Village in Ivano-Frankivsk Oblast, Ukraine

Piadyky (П'ядики; Piadyki) is a village in Kolomyia Raion, Ivano-Frankivsk Oblast, Ukraine. It is the administrative centre of Piadyky rural hromada. Its population is 3,567 (as of 2023).

== History ==
A burial mound in Piadyky dates back to the Bronze Age. It was first mentioned in writing in 1480, as a village under property of a landlord. The village's residents participated in the Khmelnytsky uprising, leading to a complaint by a local landlord to Władysław IV Vasa, King of Poland, over the damages. Piadyky became part of the Austrian Empire after the partitions of Poland, and a local branch of Prosvita operated in the village starting in the late 19th century.

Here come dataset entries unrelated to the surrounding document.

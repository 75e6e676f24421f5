//! Tests for the cyclical encoder.

use chrono::{NaiveDate, NaiveDateTime};
use polars::prelude::DataFrame;

use dtfeat_model::{CycleType, CyclicOptions, CyclicTransform, FeatureError};
use dtfeat_transform::CyclicalFeatures;
use dtfeat_transform::extractor::FeatureExtractor;
use dtfeat_transform::frame::{FeatureInput, normalize_input};

const EPSILON: f64 = 1e-9;

fn dt(y: i32, mo: u32, d: u32, h: u32, mi: u32, s: u32) -> NaiveDateTime {
    NaiveDate::from_ymd_opt(y, mo, d)
        .unwrap()
        .and_hms_opt(h, mi, s)
        .unwrap()
}

fn frame_of(values: Vec<NaiveDateTime>) -> DataFrame {
    normalize_input(FeatureInput::from(values), "datetime").unwrap()
}

fn f64_at(df: &DataFrame, column: &str, row: usize) -> f64 {
    df.column(column)
        .unwrap()
        .as_materialized_series()
        .f64()
        .unwrap()
        .get(row)
        .unwrap()
}

#[test]
fn second_of_day_matches_reference_values() {
    // 12:30:15 is second 45015 of the day.
    let df = frame_of(vec![dt(2023, 1, 1, 12, 30, 15)]);
    let encoder = CyclicalFeatures::from_names("datetime", &["sin", "cos"], &["second_of_day"])
        .unwrap();
    let features = encoder.extract(&df).unwrap();

    let phase = std::f64::consts::TAU * 45_015.0 / 86_400.0;
    assert!((f64_at(&features, "sin_second_of_day", 0) - phase.sin()).abs() < EPSILON);
    assert!((f64_at(&features, "cos_second_of_day", 0) - phase.cos()).abs() < EPSILON);
    // Fixed expectations for the same instant.
    assert!((f64_at(&features, "sin_second_of_day", 0) - (-0.131_607_612_9)).abs() < 1e-9);
    assert!((f64_at(&features, "cos_second_of_day", 0) - (-0.991_301_889_5)).abs() < 1e-9);
}

#[test]
fn midnight_sits_at_the_cycle_boundary() {
    let df = frame_of(vec![dt(2023, 1, 1, 0, 0, 0)]);
    let encoder = CyclicalFeatures::default();
    let features = encoder.extract(&df).unwrap();

    assert!(f64_at(&features, "sin_second_of_day", 0).abs() < EPSILON);
    assert!((f64_at(&features, "cos_second_of_day", 0) - 1.0).abs() < EPSILON);
    assert!(f64_at(&features, "sin_minute_of_day", 0).abs() < EPSILON);
    assert!((f64_at(&features, "cos_minute_of_day", 0) - 1.0).abs() < EPSILON);
}

#[test]
fn quarter_cycle_reaches_sine_peak() {
    // 06:00:00 is a quarter of the daily cycle: sin = 1, cos = 0.
    let df = frame_of(vec![dt(2023, 1, 1, 6, 0, 0)]);
    let encoder = CyclicalFeatures::from_names("datetime", &["sin", "cos"], &["second_of_day"])
        .unwrap();
    let features = encoder.extract(&df).unwrap();

    assert!((f64_at(&features, "sin_second_of_day", 0) - 1.0).abs() < EPSILON);
    assert!(f64_at(&features, "cos_second_of_day", 0).abs() < EPSILON);
}

#[test]
fn columns_follow_transform_major_order() {
    let df = frame_of(vec![dt(2023, 1, 1, 0, 0, 0)]);
    let options = CyclicOptions::new(
        vec![CyclicTransform::Sin, CyclicTransform::Cos],
        vec![CycleType::SecondOfDay, CycleType::MinuteOfDay, CycleType::HourOfDay],
    )
    .unwrap();
    let features = CyclicalFeatures::new("datetime", options)
        .extract(&df)
        .unwrap();

    let names: Vec<&str> = features
        .get_column_names()
        .iter()
        .map(|name| name.as_str())
        .collect();
    assert_eq!(
        names,
        vec![
            "sin_second_of_day",
            "sin_minute_of_day",
            "sin_hour_of_day",
            "cos_second_of_day",
            "cos_minute_of_day",
            "cos_hour_of_day",
        ]
    );
}

#[test]
fn empty_input_keeps_full_schema() {
    let df = frame_of(Vec::new());
    let features = CyclicalFeatures::default().extract(&df).unwrap();
    assert_eq!(features.height(), 0);
    assert_eq!(features.width(), 4);
}

#[test]
fn unknown_cycle_type_fails_before_extraction() {
    let err = CyclicalFeatures::from_names("datetime", &["sin"], &["invalid_cycle"]).unwrap_err();
    assert!(matches!(err, FeatureError::UnknownCycleType { .. }));
    let message = err.to_string();
    assert!(message.contains("invalid_cycle"));
    assert!(message.contains("second_of_day"));
}

#[test]
fn unknown_transform_fails_before_extraction() {
    let err = CyclicalFeatures::from_names("datetime", &["tanh"], &["second_of_day"]).unwrap_err();
    assert!(matches!(err, FeatureError::UnknownTransform { .. }));
}

#[test]
fn custom_timestamp_column_is_honored() {
    let values = vec![dt(2023, 1, 1, 3, 0, 0)];
    let df = normalize_input(FeatureInput::from(values), "custom_date").unwrap();
    let encoder = CyclicalFeatures::from_names("custom_date", &["sin", "cos"], &["hour_of_day"])
        .unwrap();
    let features = encoder.extract(&df).unwrap();
    assert!(features.column("sin_hour_of_day").is_ok());
    assert!(features.column("cos_hour_of_day").is_ok());
}

#[test]
fn every_output_lies_within_unit_interval() {
    let values: Vec<NaiveDateTime> = (0..24).map(|h| dt(2023, 5, 17, h, 13, 42)).collect();
    let df = frame_of(values);
    let options = CyclicOptions::new(
        CyclicTransform::ALL.to_vec(),
        CycleType::ALL.to_vec(),
    )
    .unwrap();
    let features = CyclicalFeatures::new("datetime", options)
        .extract(&df)
        .unwrap();

    for column in features.get_columns() {
        let ca = column.as_materialized_series().f64().unwrap();
        for value in ca.into_no_null_iter() {
            assert!((-1.0..=1.0).contains(&value), "{column:?}: {value}");
        }
    }
}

In the Second Polish Republic, the village was located in the Kołomyja County of the Stanisławów Voivodeship.

In 1939, according to Volodymyr Kubijovyč, Piadyky had a population of 2,460. Of this population, 2,030 were Ukrainians, 290 Latynnyky, 80 Polish people, (including 60 Osadniks), 30 Jews, and 30 Germans. The wooden church in the village, the Church of the Intercession, was first mentioned in 1680, and rebuilt most recently in 1840. The church is currently unused, with the Ukrainian Orthodox Church – Kyiv Patriarchate constructing a brick church in 2008.
During the September campaign, the Polish 13th Observation Escadrille was stationed here.

In 1944, Ukrainian nationalists from the OUN-UPA brutally murdered 19 Poles as a part of Volhynia genocide.

== Notable residents ==
- Jakiw Palij, Ukrainian Schutzstaffel guard at Trawniki concentration camp
- Myroslav Irchan, Ukrainian dramatist
- Bohdan Hermaniuk (1931–2008), a founder of United Party for the Liberation of Ukraine, Soviet dissident and a victim of Soviet (1959–1968) camps.